Wednesday, June 8, 2016

Using Narrative For Improving Depth In Your Writing

One of the reasons I have for passing on stories is the lack of depth. In other words, the story is lacking a real development of the character and the plot. The end result is a story that feels flat and leaves the reader with a lot of questions. In most of the cases, when I have seen this in the writing, the author has simply not used the narration in the story to the fullest potential. This can be either weak narration that tells and does not show, or relying more on dialogue and having little or no narration.

I do know that many authors tend to shy away from narration because they have been told to keep the story moving, and to show and not tell. Both of these ideas are indeed true and authors do have to focus on this. The problem however, is that authors, in an attempt to fix these problems, they have eliminated the power the narration has to enhance the story.

When we focus entirely on dialogue, we are getting a limited view of the story. We only "hear" what is going on. If, however, we can get into the mind of the characters and let their true feelings and emotions take place, we get a fully developed three-dimensional character. We can learn a bit more of why the characters are acting that way, and what, in their past has shaped who they are. You can now go into greater detail of how they are feeling. Simply using dialogue means you are limited to adjectives, adverbs and dialogue tags. These are fine for a quick pulse check of the character, but that is all that we get.

The narration also gives us a well-rounded view of the world you have put your characters. Using all of the senses will tell us what your Small Town, USA looks like and feels like. The world comes alive for us. Let us walk down Main Street with your character and show us everything your character is seeing and experiencing at that moment.
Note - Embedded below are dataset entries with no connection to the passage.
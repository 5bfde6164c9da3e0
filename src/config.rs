use std::time::Duration;

/// Application-level constants
pub const APP_NAME: &str = "Dermascan";
pub const APP_VERSION: &str = env!("CARGO_PKG_VERSION");

/// Backend used when `DERMASCAN_API_URL` is not set.
pub const DEFAULT_API_URL: &str = "http://localhost:8000";

/// Minimum symptom description length for a text-only analysis.
pub const MIN_SYMPTOM_CHARS: usize = 10;

/// Default tracing filter when `RUST_LOG` is unset.
pub fn default_log_filter() -> &'static str {
    if cfg!(debug_assertions) {
        "info,dermascan=debug"
    } else {
        "info"
    }
}

#[derive(Debug, thiserror::Error)]
pub enum ConfigError {
    #[error("Invalid value for {var}: {value:?} ({reason})")]
    InvalidValue {
        var: &'static str,
        value: String,
        reason: String,
    },
}

// ═══════════════════════════════════════════════════════════
// ScanConfig
// ═══════════════════════════════════════════════════════════

/// Backend endpoint paths, relative to `ScanConfig::api_url`.
#[derive(Debug, Clone)]
pub struct Endpoints {
    pub skin_check: String,
    pub analyze_image: String,
    pub analyze_text: String,
    /// Contains a `{id}` placeholder for the result identifier.
    pub share: String,
}

impl Default for Endpoints {
    fn default() -> Self {
        Self {
            skin_check: "/api/scan/skin-check".into(),
            analyze_image: "/api/scan/analyze".into(),
            analyze_text: "/api/scan/analyze-text".into(),
            share: "/api/scan/{id}/share".into(),
        }
    }
}

impl Endpoints {
    pub fn share_path(&self, result_id: &str) -> String {
        self.share.replace("{id}", result_id)
    }
}

/// Image Normalizer bounds.
#[derive(Debug, Clone)]
pub struct NormalizerLimits {
    /// Upper bound on the encoded upload payload.
    pub max_upload_bytes: usize,
    /// Longest side after bounding.
    pub max_dimension: u32,
    /// Raw inputs above this are rejected before decoding.
    pub max_raw_bytes: usize,
    /// JPEG qualities tried in order until the payload fits.
    pub jpeg_quality_ladder: Vec<u8>,
}

impl Default for NormalizerLimits {
    fn default() -> Self {
        Self {
            max_upload_bytes: 4 * 1024 * 1024,
            max_dimension: 1920,
            max_raw_bytes: 25 * 1024 * 1024,
            jpeg_quality_ladder: vec![85, 75, 60, 50, 40],
        }
    }
}

/// Cosmetic progress ticker parameters. Percentages.
#[derive(Debug, Clone)]
pub struct ProgressSettings {
    pub floor: u8,
    pub ceiling: u8,
    pub tick: Duration,
    pub min_step: u8,
    pub max_step: u8,
}

impl Default for ProgressSettings {
    fn default() -> Self {
        Self {
            floor: 10,
            ceiling: 90,
            tick: Duration::from_millis(800),
            min_step: 1,
            max_step: 8,
        }
    }
}

/// Everything the scan pipeline needs to know about its environment.
#[derive(Debug, Clone)]
pub struct ScanConfig {
    pub api_url: String,
    pub endpoints: Endpoints,
    pub connect_timeout: Duration,
    /// Per-request timeout for the two analysis endpoints.
    pub analysis_timeout: Duration,
    /// Per-request timeout for the skin classifier and the share call.
    pub classifier_timeout: Duration,
    pub limits: NormalizerLimits,
    pub progress: ProgressSettings,
    pub min_symptom_chars: usize,
}

impl Default for ScanConfig {
    fn default() -> Self {
        Self {
            api_url: DEFAULT_API_URL.into(),
            endpoints: Endpoints::default(),
            connect_timeout: Duration::from_secs(10),
            analysis_timeout: Duration::from_secs(120),
            classifier_timeout: Duration::from_secs(30),
            limits: NormalizerLimits::default(),
            progress: ProgressSettings::default(),
            min_symptom_chars: MIN_SYMPTOM_CHARS,
        }
    }
}

impl ScanConfig {
    /// Defaults overridden by `DERMASCAN_*` environment variables.
    pub fn from_env() -> Result<Self, ConfigError> {
        Self::from_lookup(|var| std::env::var(var).ok())
    }

    /// Same as `from_env` with an injectable variable source.
    pub fn from_lookup<F>(lookup: F) -> Result<Self, ConfigError>
    where
        F: Fn(&str) -> Option<String>,
    {
        let mut config = Self::default();

        if let Some(url) = lookup("DERMASCAN_API_URL") {
            let trimmed = url.trim().trim_end_matches('/');
            if !(trimmed.starts_with("http://") || trimmed.starts_with("https://")) {
                return Err(ConfigError::InvalidValue {
                    var: "DERMASCAN_API_URL",
                    value: url,
                    reason: "expected an http(s) URL".into(),
                });
            }
            config.api_url = trimmed.to_string();
        }
        if let Some(secs) = parse_var::<u64>(&lookup, "DERMASCAN_CONNECT_TIMEOUT_SECS")? {
            config.connect_timeout = Duration::from_secs(secs);
        }
        if let Some(secs) = parse_var::<u64>(&lookup, "DERMASCAN_ANALYSIS_TIMEOUT_SECS")? {
            config.analysis_timeout = Duration::from_secs(secs);
        }
        if let Some(bytes) = parse_var::<usize>(&lookup, "DERMASCAN_MAX_UPLOAD_BYTES")? {
            config.limits.max_upload_bytes = bytes;
        }
        if let Some(dim) = parse_var::<u32>(&lookup, "DERMASCAN_MAX_DIMENSION")? {
            if dim == 0 {
                return Err(ConfigError::InvalidValue {
                    var: "DERMASCAN_MAX_DIMENSION",
                    value: dim.to_string(),
                    reason: "must be positive".into(),
                });
            }
            config.limits.max_dimension = dim;
        }

        Ok(config)
    }

    /// Absolute URL for an endpoint path.
    pub fn url(&self, path: &str) -> String {
        format!("{}{}", self.api_url, path)
    }
}

fn parse_var<T>(
    lookup: &impl Fn(&str) -> Option<String>,
    var: &'static str,
) -> Result<Option<T>, ConfigError>
where
    T: std::str::FromStr,
    T::Err: std::fmt::Display,
{
    match lookup(var) {
        None => Ok(None),
        Some(raw) => raw
            .trim()
            .parse::<T>()
            .map(Some)
            .map_err(|e| ConfigError::InvalidValue {
                var,
                value: raw.clone(),
                reason: e.to_string(),
            }),
    }
}

#[cfg(test)]
mod tests {
    use super::*;
    use std::collections::HashMap;

    fn lookup_from(pairs: &[(&str, &str)]) -> impl Fn(&str) -> Option<String> {
        let map: HashMap<String, String> = pairs
            .iter()
            .map(|(k, v)| (k.to_string(), v.to_string()))
            .collect();
        move |key| map.get(key).cloned()
    }

    #[test]
    fn defaults_match_documented_bounds() {
        let config = ScanConfig::default();
        assert_eq!(config.limits.max_upload_bytes, 4 * 1024 * 1024);
        assert_eq!(config.limits.max_dimension, 1920);
        assert_eq!(config.min_symptom_chars, 10);
        assert!(config.progress.floor < config.progress.ceiling);
        assert!(config.progress.ceiling < 100);
    }

    #[test]
    fn empty_environment_gives_defaults() {
        let config = ScanConfig::from_lookup(|_| None).unwrap();
        assert_eq!(config.api_url, DEFAULT_API_URL);
    }

    #[test]
    fn env_overrides_apply() {
        let config = ScanConfig::from_lookup(lookup_from(&[
            ("DERMASCAN_API_URL", "https://api.example.org/"),
            ("DERMASCAN_ANALYSIS_TIMEOUT_SECS", "45"),
            ("DERMASCAN_MAX_DIMENSION", "1024"),
        ]))
        .unwrap();
        assert_eq!(config.api_url, "https://api.example.org");
        assert_eq!(config.analysis_timeout, Duration::from_secs(45));
        assert_eq!(config.limits.max_dimension, 1024);
    }

    #[test]
    fn invalid_number_is_an_error() {
        let err = ScanConfig::from_lookup(lookup_from(&[(
            "DERMASCAN_CONNECT_TIMEOUT_SECS",
            "soon",
        )]))
        .unwrap_err();
        assert!(err.to_string().contains("DERMASCAN_CONNECT_TIMEOUT_SECS"));
    }

    #[test]
    fn non_http_url_rejected() {
        let result = ScanConfig::from_lookup(lookup_from(&[("DERMASCAN_API_URL", "ftp://x")]));
        assert!(result.is_err());
    }

    #[test]
    fn zero_dimension_rejected() {
        let result = ScanConfig::from_lookup(lookup_from(&[("DERMASCAN_MAX_DIMENSION", "0")]));
        assert!(result.is_err());
    }

    #[test]
    fn share_path_substitutes_id() {
        let endpoints = Endpoints::default();
        assert_eq!(endpoints.share_path("abc-1"), "/api/scan/abc-1/share");
    }

    #[test]
    fn url_joins_base_and_path() {
        let config = ScanConfig::default();
        assert_eq!(
            config.url("/api/scan/analyze"),
            "http://localhost:8000/api/scan/analyze"
        );
    }

    #[test]
    fn app_name_is_dermascan() {
        assert_eq!(APP_NAME, "Dermascan");
    }
}
//! Dermascan: client-side scan capture-and-analysis pipeline.
//!
//! A frontend drives [`scan::ScanPipeline`] and renders the [`scan::ScanView`]
//! it returns. The remote inference backend sits behind
//! [`scan::ScanBackend`]. Authentication sits behind
//! [`session::SessionContext`].

pub mod config;
pub mod scan;
pub mod session;

use tracing_subscriber::EnvFilter;

/// Install the global `tracing` subscriber.
///
/// `RUST_LOG` wins when set, otherwise `config::default_log_filter()`.
/// Calling it again (or after the host installed its own) is a no-op.
pub fn init_tracing() {
    let installed = tracing_subscriber::fmt()
        .with_env_filter(
            EnvFilter::try_from_default_env()
                .unwrap_or_else(|_| EnvFilter::new(config::default_log_filter())),
        )
        .try_init()
        .is_ok();

    if installed {
        tracing::info!("{} starting v{}", config::APP_NAME, config::APP_VERSION);
    }
}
Let us feel the Spring breeze coming over the river bank. Let us hear the food being prepped in the back of the small cafe. Invite us into the used book store and the smell of paperbacks and the coffee brewing in the Mr. Coffee behind the counter.

As I said, many authors avoid using narration for the simple fact they think it will slow the story down. In fact, it does slow things down, but there is nothing wrong with this. By giving the reader a few moments to digest the last dialogue the characters had works. Think of it like letting the prime rib "rest" before cutting into it.

Now, if you have too much narration, you do indeed run into a lot of problems. Readers can only handle so much of this insight. Therefore, you have to find a happy medium between too much and too little.

If you are someone who has avoided this in the past, I encourage you to rethink your approach. You may be pleasantly surprised with the result.